To think of the Sudan inevitably brings to mind conflict: General Kitchener’s campaign against the Mahdi’s religiously inspired revolt against the Anglo–Egyptian forces at the Battle of Obdurman (courtesy of the Maxim machine gun); Winston Churchill’s journal of that conflict, The River War; or the film, Khartoum. Or perhaps that plangent documentary about Dinka young men who fled Sudan’s conflicts only to come to grips with the confusions of life in the American South. Or, just maybe, one of those luminous coffee table books about the Dinka or Nuer cultures, or even the basketball successes of a man like Manute Bol.
Photo: A supporter of the referendum on southern independence adjusts a banner on top of a car during a rally in Juba January 5, 2011. REUTERS/Goran Tomasevic.
Like just about every other African nation, Sudan is something of a manufactured country – assembled as a result of several different historical events, and then almost cynically merged together at the height of the European “Scramble for Africa”.
Throughout the 19th century, conquest of what became northern Sudan was the imperial dream of the Khedives of Egypt, the Turko–Albanian rulers of a nominally subservient part of the Ottoman Empire and then, later, the near-colony of Britain after the building of the Suez Canal.
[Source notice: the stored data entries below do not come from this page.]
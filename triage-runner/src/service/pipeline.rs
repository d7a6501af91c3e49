//! Triage pipeline
//!
//! Runs one invocation end to end:
//! `Start → Decoded → KBLoaded → PromptBuilt → ModelInvoked → Decided → ActionResolved → Emitted`.
//!
//! Steps run strictly in order and none is retried. Only the knowledge base
//! load recovers from failure; every other fault aborts the invocation and no
//! [`InvocationResult`] is produced.

use serde_json::Value as JsonValue;
use thiserror::Error;
use tracing::{debug, info};
use triage_core::DecodeError;
use triage_core::domain::invocation::InvocationResult;
use triage_core::dto::event::StreamEvent;
use triage_core::prompt::Prompt;

use crate::service::{AnalysisService, KnowledgeLoader, RemediationService};

/// Faults that abort an invocation
#[derive(Debug, Error)]
pub enum TriageError {
    /// The batch could not be decoded
    #[error("failed to decode batch: {0}")]
    Decode(#[from] DecodeError),

    /// The model could not be invoked or its response could not be read
    #[error("model invocation failed: {0:#}")]
    Model(anyhow::Error),

    /// The remediation request (or its ledger claim) failed
    #[error("remediation failed: {0:#}")]
    Remediation(anyhow::Error),
}

impl TriageError {
    /// Error type reported to the runtime
    pub fn error_type(&self) -> &'static str {
        match self {
            Self::Decode(_) => "DecodeError",
            Self::Model(_) => "ModelInvocationError",
            Self::Remediation(_) => "RemediationError",
        }
    }
}

pub struct TriagePipeline {
    knowledge: KnowledgeLoader,
    analysis: AnalysisService,
    remediation: RemediationService,
}

impl TriagePipeline {
    pub fn new(
        knowledge: KnowledgeLoader,
        analysis: AnalysisService,
        remediation: RemediationService,
    ) -> Self {
        Self {
            knowledge,
            analysis,
            remediation,
        }
    }

    /// Runs the pipeline over a raw event document
    pub async fn invoke(&self, event: JsonValue) -> Result<InvocationResult, TriageError> {
        let event = StreamEvent::from_value(event)?;
        self.run(&event).await
    }

    pub async fn run(&self, event: &StreamEvent) -> Result<InvocationResult, TriageError> {
        let batch = event.decode_batch()?;
        let batch_key = event.batch_key();
        debug!("Decoded {} record(s) for batch {}", batch.len(), batch_key);

        let knowledge = self.knowledge.load().await;
        let prompt = Prompt::build(&batch, &knowledge);
        debug!("Built prompt of {} characters", prompt.as_str().len());

        let analysis = self
            .analysis
            .analyze(&prompt)
            .await
            .map_err(TriageError::Model)?;

        let verdict = analysis.verdict();
        info!("Verdict for batch {}: {}", batch_key, verdict);

        let outcome = self
            .remediation
            .execute(verdict, &batch_key)
            .await
            .map_err(TriageError::Remediation)?;
        debug!("Remediation outcome for batch {}: {:?}", batch_key, outcome);

        Ok(InvocationResult::emit(analysis, verdict))
    }
}

#[cfg(test)]
mod tests {
    use super::*;
    use crate::testing::{Harness, RecordingCompute, Reply, StaticKnowledge, TARGET_INSTANCE};
    use triage_core::domain::log::LogEntry;

    fn incident_event() -> StreamEvent {
        let entries = [
            LogEntry::new("ERROR: High CPU usage detected"),
            LogEntry::new("WARNING: Disk space running low"),
        ];
        StreamEvent::from_entries(&entries, "partitionKey")
    }

    #[tokio::test]
    async fn test_restart_recommendation_terminates_instance() {
        let harness = Harness::new(
            StaticKnowledge::unavailable(),
            Reply::Chunks(vec![
                r#"{"text":"Severity: high, restart recommended"}"#.to_string(),
            ]),
        );

        let result = harness.pipeline.run(&incident_event()).await.unwrap();

        assert_eq!(
            result,
            InvocationResult {
                status_code: 200,
                analysis: "Severity: high, restart recommended".to_string(),
                action_taken: "action taken".to_string(),
            }
        );
        assert_eq!(harness.compute.terminated(), vec![TARGET_INSTANCE.to_string()]);

        let requests = harness.model.requests();
        assert_eq!(requests.len(), 1);
        assert!(requests[0].prompt.contains(
            "Logs: ERROR: High CPU usage detected WARNING: Disk space running low"
        ));
        assert!(requests[0].prompt.contains("Knowledge Base: {}"));
    }

    #[tokio::test]
    async fn test_healthy_analysis_takes_no_action() {
        let harness = Harness::new(
            StaticKnowledge::unavailable(),
            Reply::Payload("Severity: low, system healthy".to_string()),
        );

        let result = harness.pipeline.run(&incident_event()).await.unwrap();

        assert_eq!(result.status_code, 200);
        assert_eq!(result.analysis, "Severity: low, system healthy");
        assert_eq!(result.action_taken, "no action required");
        assert!(harness.compute.terminated().is_empty());
    }

    #[tokio::test]
    async fn test_knowledge_base_reaches_prompt() {
        let harness = Harness::new(
            StaticKnowledge::serving(r#"{"High CPU usage":"Restart the web tier"}"#),
            Reply::Payload("Severity: medium".to_string()),
        );

        harness.pipeline.run(&incident_event()).await.unwrap();

        let prompt = &harness.model.requests()[0].prompt;
        assert!(prompt.contains(r#"Knowledge Base: {"High CPU usage":"Restart the web tier"}"#));
    }

    #[tokio::test]
    async fn test_redelivered_batch_terminates_at_most_once() {
        let harness = Harness::new(
            StaticKnowledge::unavailable(),
            Reply::Payload("Severity: high, restart recommended".to_string()),
        );

        let first = harness.pipeline.run(&incident_event()).await.unwrap();
        let second = harness.pipeline.run(&incident_event()).await.unwrap();

        assert_eq!(first.action_taken, "action taken");
        assert_eq!(second.action_taken, "action taken");
        assert_eq!(harness.compute.terminated().len(), 1);
        assert_eq!(harness.ledger.len(), 1);
    }

    #[tokio::test]
    async fn test_malformed_record_aborts_before_model() {
        let harness = Harness::new(
            StaticKnowledge::unavailable(),
            Reply::Payload("restart".to_string()),
        );
        let mut event = incident_event();
        event.records[1].kinesis.data = "!!not-base64!!".to_string();

        let err = harness.pipeline.run(&event).await.unwrap_err();

        assert!(matches!(err, TriageError::Decode(DecodeError::Base64 { index: 1, .. })));
        assert_eq!(err.error_type(), "DecodeError");
        assert!(harness.model.requests().is_empty());
        assert!(harness.compute.terminated().is_empty());
    }

    #[tokio::test]
    async fn test_malformed_envelope_is_a_decode_fault() {
        let harness = Harness::new(
            StaticKnowledge::unavailable(),
            Reply::Payload("restart".to_string()),
        );

        let err = harness
            .pipeline
            .invoke(serde_json::json!({ "Records": [{ "kinesis": {} }] }))
            .await
            .unwrap_err();

        assert_eq!(err.error_type(), "DecodeError");
        assert!(harness.model.requests().is_empty());
    }

    #[tokio::test]
    async fn test_invoke_accepts_raw_event_document() {
        let harness = Harness::new(
            StaticKnowledge::unavailable(),
            Reply::Payload("Severity: low".to_string()),
        );
        let document = serde_json::to_value(incident_event()).unwrap();

        let result = harness.pipeline.invoke(document).await.unwrap();

        assert_eq!(result.action_taken, "no action required");
    }

    #[tokio::test]
    async fn test_model_failure_aborts_without_action() {
        let harness = Harness::new(StaticKnowledge::unavailable(), Reply::Unavailable);

        let err = harness.pipeline.run(&incident_event()).await.unwrap_err();

        assert_eq!(err.error_type(), "ModelInvocationError");
        assert!(harness.compute.terminated().is_empty());
    }

    #[tokio::test]
    async fn test_remediation_failure_masks_analysis() {
        let harness = Harness::with_compute(
            StaticKnowledge::unavailable(),
            Reply::Payload("restart recommended".to_string()),
            RecordingCompute::failing(),
        );

        let err = harness.pipeline.run(&incident_event()).await.unwrap_err();

        assert_eq!(err.error_type(), "RemediationError");
        assert!(err.to_string().contains("RequestLimitExceeded"));
        assert_eq!(harness.ledger.len(), 0);
    }
}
Towards the end of the century, Egyptian overlordship was virtually extinguished by the crusading Wahabi Islam of the Mahdi, the spiritual-military leader of a revolt against the outsiders, until combined Egyptian-British forces defeated his religious-populist rebellion. Almost simultaneously, British and French imperialist expansion nearly caused a general European war when their respective expeditionary forces almost came to blows at a flyspeck on the map called Fashoda – until the French retreat left the Sudan ever more firmly in the British sphere of control.
Just a few years earlier, in a movement from the South, as part of efforts to ward off Omani slave-trading raids based in Zanzibar (and incidentally, to wring commercial interests in the area such as huge ivory harvests in the UK’s favour as well), and also to preclude encroaching German and Belgian claims on the southern region that was then named Equatoria, Britain slowly extended its imperial control over the South from new outposts in Uganda. This expansion also played to an imperial dream of a continuous swathe of British territory in Africa from the Cape Province to Cairo. Thus the two very different halves were brought together, essentially as part of an imperial administrative rationalisation, to become the newly proclaimed Anglo-Egyptian Sudan – setting the table for today’s conundrums.
And now, after decades of warfare in the South against the central government, often led by charismatic leader John Garang, and some five years after the Comprehensive Peace Agreement was eventually negotiated under US encouragement, hundreds of thousands of Southerners have been moving southward, registering for Sunday’s poll, contemplating the possibility that they will create a new nation after fighting that claimed about two million victims since 1956. In the referendum, around 95% of Sudanese southerners are expected to vote in the south, with the remainder in the North or scattered around the world in eight or nine nations. The vote will need 60% participation to be declared valid.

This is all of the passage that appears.